### WORK TASK
Which of the lines below contain the string "BufReader"? Pull each one out of the data.

(Collected data entries)
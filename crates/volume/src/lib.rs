//! # Volume - Append-Only Needle Store
//!
//! The central orchestrator that ties the [`needle`], [`index`], and
//! [`needlemap`] crates into one on-disk volume.
//!
//! ## Architecture
//!
//! ```text
//! Caller
//!   |
//!   v
//! ┌──────────────────────────────────────────────────┐
//! │                    VOLUME                        │
//! │                                                  │
//! │ write.rs → encode needle → append .dat           │
//! │              |                                   │
//! │              v                                   │
//! │          append .idx entry → update needle map   │
//! │                                                  │
//! │ read.rs → needle map lookup → decode at offset   │
//! │                                                  │
//! │ scan.rs → superblock, then every record in file  │
//! │           order (export, repair, compaction)     │
//! └──────────────────────────────────────────────────┘
//! ```
//!
//! ## On-disk state
//!
//! A volume is the file pair `<name>.dat` / `<name>.idx`, where `<name>`
//! is `<collection>_<id>` (or just `<id>` for the empty collection). The
//! data file opens with an 8-byte superblock pinning the record version,
//! followed by 8-byte-aligned needle records. The index file is a tight
//! array of 16-byte entries replayed on open to rebuild the in-memory
//! needle map.
//!
//! ## Crash Safety
//!
//! The write path orders: data write, data flush, index append, index
//! flush, map update. A crash after the data flush but before the index
//! append leaves an orphan record; [`Volume::open`] scans the data-file
//! tail past the last indexed byte and re-indexes what it finds. A torn
//! record at the very end of the data file is truncated away on open, the
//! same way a write-ahead log discards a partial tail. The index file
//! itself needs no repair beyond replay: the last entry per id wins.
//!
//! ## Concurrency
//!
//! A volume is owned by a single actor; every mutation takes `&mut self`.
//! Point reads go through an internal reader handle behind a mutex and
//! are safe from multiple threads once the owner has flushed.

mod compact;
mod read;
mod recovery;
mod scan;
mod superblock;
mod write;

use std::fs::{File, OpenOptions};
use std::io::{self, BufReader};
use std::path::{Path, PathBuf};
use std::sync::Mutex;

use thiserror::Error;
use tracing::debug;

use index::{IndexError, IndexReader, IndexWriter};
use needle::{NeedleError, NeedleId, Version, VolumeId};
use needlemap::{NeedleMap, NeedleMapKind, load_needle_map};

pub use compact::{CompactOutcome, compact_volume, copy_live_needles};
pub use recovery::rebuild_index;
pub use scan::{ScanNext, ScanOptions, scan_volume_file};
pub use superblock::{SUPERBLOCK_SIZE, Superblock};

/// Errors surfaced by the volume layer.
#[derive(Debug, Error)]
pub enum VolumeError {
    /// An underlying I/O error.
    #[error("io error: {0}")]
    Io(#[from] io::Error),

    /// The id is absent from the needle map, or the volume files are
    /// missing on disk.
    #[error("not found: {0}")]
    NotFound(String),

    /// Undecodable on-disk state. `last_good_offset` is the data-file
    /// offset of the first record that could not be decoded; everything
    /// before it remains trustworthy.
    #[error("corrupt volume at offset {last_good_offset}: {reason}")]
    Corrupt { last_good_offset: u64, reason: String },

    /// The caller supplied a record encoded for a version other than the
    /// one pinned by this volume's superblock.
    #[error("version mismatch: got v{given}, volume is pinned to v{pinned}")]
    VersionMismatch { given: Version, pinned: Version },

    /// The append would push a header offset past what the index's 32-bit
    /// offset-units field can address (32 GiB).
    #[error("volume full: append offset would overflow the index offset field")]
    VolumeFull,

    #[error(transparent)]
    Needle(#[from] NeedleError),

    #[error(transparent)]
    Index(#[from] IndexError),
}

/// One open volume: the data file, its index writer, and the in-memory
/// needle map rebuilt on open.
pub struct Volume {
    id: VolumeId,
    collection: String,
    dir: PathBuf,
    superblock: Superblock,
    /// Append handle for the data file.
    dat: File,
    /// Dedicated read handle so point reads work through `&self`.
    dat_reader: Mutex<BufReader<File>>,
    /// Cached end of file; every append keeps it a multiple of 8.
    dat_len: u64,
    idx: IndexWriter,
    map: Box<dyn NeedleMap>,
    /// If `true`, every append syncs the data file before the index entry
    /// is written and the index after.
    sync: bool,
}

/// A poisoned reader lock means a reader thread panicked mid-decode; the
/// handle's seek position is unknown, so reads are refused.
pub(crate) fn reader_poisoned() -> VolumeError {
    VolumeError::Io(io::Error::other("volume reader lock poisoned"))
}

/// `<collection>_<id>` or `<id>` for the empty collection.
#[must_use]
pub fn volume_file_name(collection: &str, id: VolumeId) -> String {
    if collection.is_empty() {
        id.to_string()
    } else {
        format!("{}_{}", collection, id)
    }
}

/// Path of the volume data file.
#[must_use]
pub fn dat_path(dir: &Path, collection: &str, id: VolumeId) -> PathBuf {
    dir.join(format!("{}.dat", volume_file_name(collection, id)))
}

/// Path of the volume index file.
#[must_use]
pub fn idx_path(dir: &Path, collection: &str, id: VolumeId) -> PathBuf {
    dir.join(format!("{}.idx", volume_file_name(collection, id)))
}

impl Volume {
    /// Creates a fresh volume: writes the superblock and an empty index.
    ///
    /// # Errors
    ///
    /// Fails if either file already exists or cannot be created.
    pub fn create(
        dir: &Path,
        collection: &str,
        id: VolumeId,
        superblock: Superblock,
        sync: bool,
    ) -> Result<Self, VolumeError> {
        let dat = dat_path(dir, collection, id);
        let idx = idx_path(dir, collection, id);
        Self::create_files(&dat, &idx, dir, collection, id, superblock, sync)
    }

    /// Creates a volume over explicit file paths. Compaction uses this to
    /// build its replacement files next to the originals before the
    /// rename swap.
    pub(crate) fn create_files(
        dat_path: &Path,
        idx_path: &Path,
        dir: &Path,
        collection: &str,
        id: VolumeId,
        superblock: Superblock,
        sync: bool,
    ) -> Result<Self, VolumeError> {
        let mut dat = OpenOptions::new()
            .create_new(true)
            .append(true)
            .read(true)
            .open(dat_path)?;
        superblock.write_to(&mut dat)?;
        dat.sync_all()?;

        let idx = IndexWriter::create(idx_path, false)?;
        let reader = BufReader::new(File::open(dat_path)?);

        debug!(volume = %id, version = %superblock.version, "created volume");
        Ok(Volume {
            id,
            collection: collection.to_string(),
            dir: dir.to_path_buf(),
            superblock,
            dat,
            dat_reader: Mutex::new(reader),
            dat_len: SUPERBLOCK_SIZE as u64,
            idx,
            map: NeedleMapKind::Memory.new_map(),
            sync,
        })
    }

    /// Opens an existing volume for reading and appending.
    ///
    /// # Recovery Steps
    ///
    /// 1. Read and validate the superblock (pins the record version).
    /// 2. Replay the index file into a fresh needle map of `kind`.
    /// 3. Scan the data-file tail past the last indexed byte: complete
    ///    records are re-indexed (crash between data flush and index
    ///    append); a torn final record is truncated away.
    pub fn open(
        dir: &Path,
        collection: &str,
        id: VolumeId,
        kind: NeedleMapKind,
        sync: bool,
    ) -> Result<Self, VolumeError> {
        let dat_file_path = dat_path(dir, collection, id);
        let idx_file_path = idx_path(dir, collection, id);
        if !dat_file_path.exists() {
            return Err(VolumeError::NotFound(format!(
                "volume data file {}",
                dat_file_path.display()
            )));
        }

        let dat = OpenOptions::new()
            .append(true)
            .read(true)
            .open(&dat_file_path)?;
        let dat_len = dat.metadata()?.len();

        let mut reader = BufReader::new(File::open(&dat_file_path)?);
        let superblock = Superblock::read_from(&mut reader)?;

        let mut map = kind.new_map();
        let indexed_end = if idx_file_path.exists() {
            let mut idx_reader = IndexReader::open(&idx_file_path)?;
            let loaded = load_needle_map(&mut idx_reader, map.as_mut())?;
            loaded.data_end
        } else {
            0
        };

        let idx = IndexWriter::create(&idx_file_path, false)?;

        let mut volume = Volume {
            id,
            collection: collection.to_string(),
            dir: dir.to_path_buf(),
            superblock,
            dat,
            dat_reader: Mutex::new(reader),
            dat_len,
            idx,
            map,
            sync,
        };
        volume.recover_tail(indexed_end.max(SUPERBLOCK_SIZE as u64))?;

        debug!(
            volume = %id,
            version = %volume.superblock.version,
            live = volume.map.len(),
            data_len = volume.dat_len,
            "opened volume"
        );
        Ok(volume)
    }

    #[must_use]
    pub fn id(&self) -> VolumeId {
        self.id
    }

    #[must_use]
    pub fn collection(&self) -> &str {
        &self.collection
    }

    /// Directory holding this volume's file pair.
    #[must_use]
    pub fn dir(&self) -> &Path {
        &self.dir
    }

    #[must_use]
    pub fn version(&self) -> Version {
        self.superblock.version
    }

    #[must_use]
    pub fn superblock(&self) -> &Superblock {
        &self.superblock
    }

    /// Current data-file length in bytes.
    #[must_use]
    pub fn data_size(&self) -> u64 {
        self.dat_len
    }

    /// Live needles in the map.
    #[must_use]
    pub fn len(&self) -> usize {
        self.map.len()
    }

    #[must_use]
    pub fn is_empty(&self) -> bool {
        self.map.len() == 0
    }

    #[must_use]
    pub fn file_count(&self) -> u64 {
        self.map.file_count()
    }

    #[must_use]
    pub fn deleted_count(&self) -> u64 {
        self.map.deleted_count()
    }

    /// Disk bytes that compaction would reclaim.
    #[must_use]
    pub fn deleted_bytes(&self) -> u64 {
        self.map.deleted_bytes()
    }

    /// Map lookup without touching the data file.
    #[must_use]
    pub fn contains(&self, id: NeedleId) -> bool {
        self.map.get(id).is_some()
    }

    /// Forces both files to disk: data first, then index, preserving the
    /// recovery invariant that every indexed record is durable.
    pub fn flush(&mut self) -> Result<(), VolumeError> {
        self.dat.sync_all()?;
        self.idx.sync_to_disk()?;
        Ok(())
    }
}

impl std::fmt::Debug for Volume {
    fn fmt(&self, f: &mut std::fmt::Formatter<'_>) -> std::fmt::Result {
        f.debug_struct("Volume")
            .field("id", &self.id)
            .field("collection", &self.collection)
            .field("version", &self.superblock.version)
            .field("data_len", &self.dat_len)
            .field("live", &self.map.len())
            .field("file_count", &self.map.file_count())
            .field("deleted_count", &self.map.deleted_count())
            .field("deleted_bytes", &self.map.deleted_bytes())
            .finish()
    }
}

/// Best-effort flush on drop. Errors are ignored because `Drop` cannot
/// propagate them; the open-time tail scan re-derives anything lost.
impl Drop for Volume {
    fn drop(&mut self) {
        let _ = self.flush();
    }
}

#[cfg(test)]
mod tests;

### ANSWER TO THIS PROBLEM
use std::io::{self, BufReader};
    dat_reader: Mutex<BufReader<File>>,
        let reader = BufReader::new(File::open(dat_path)?);
        let mut reader = BufReader::new(File::open(&dat_file_path)?);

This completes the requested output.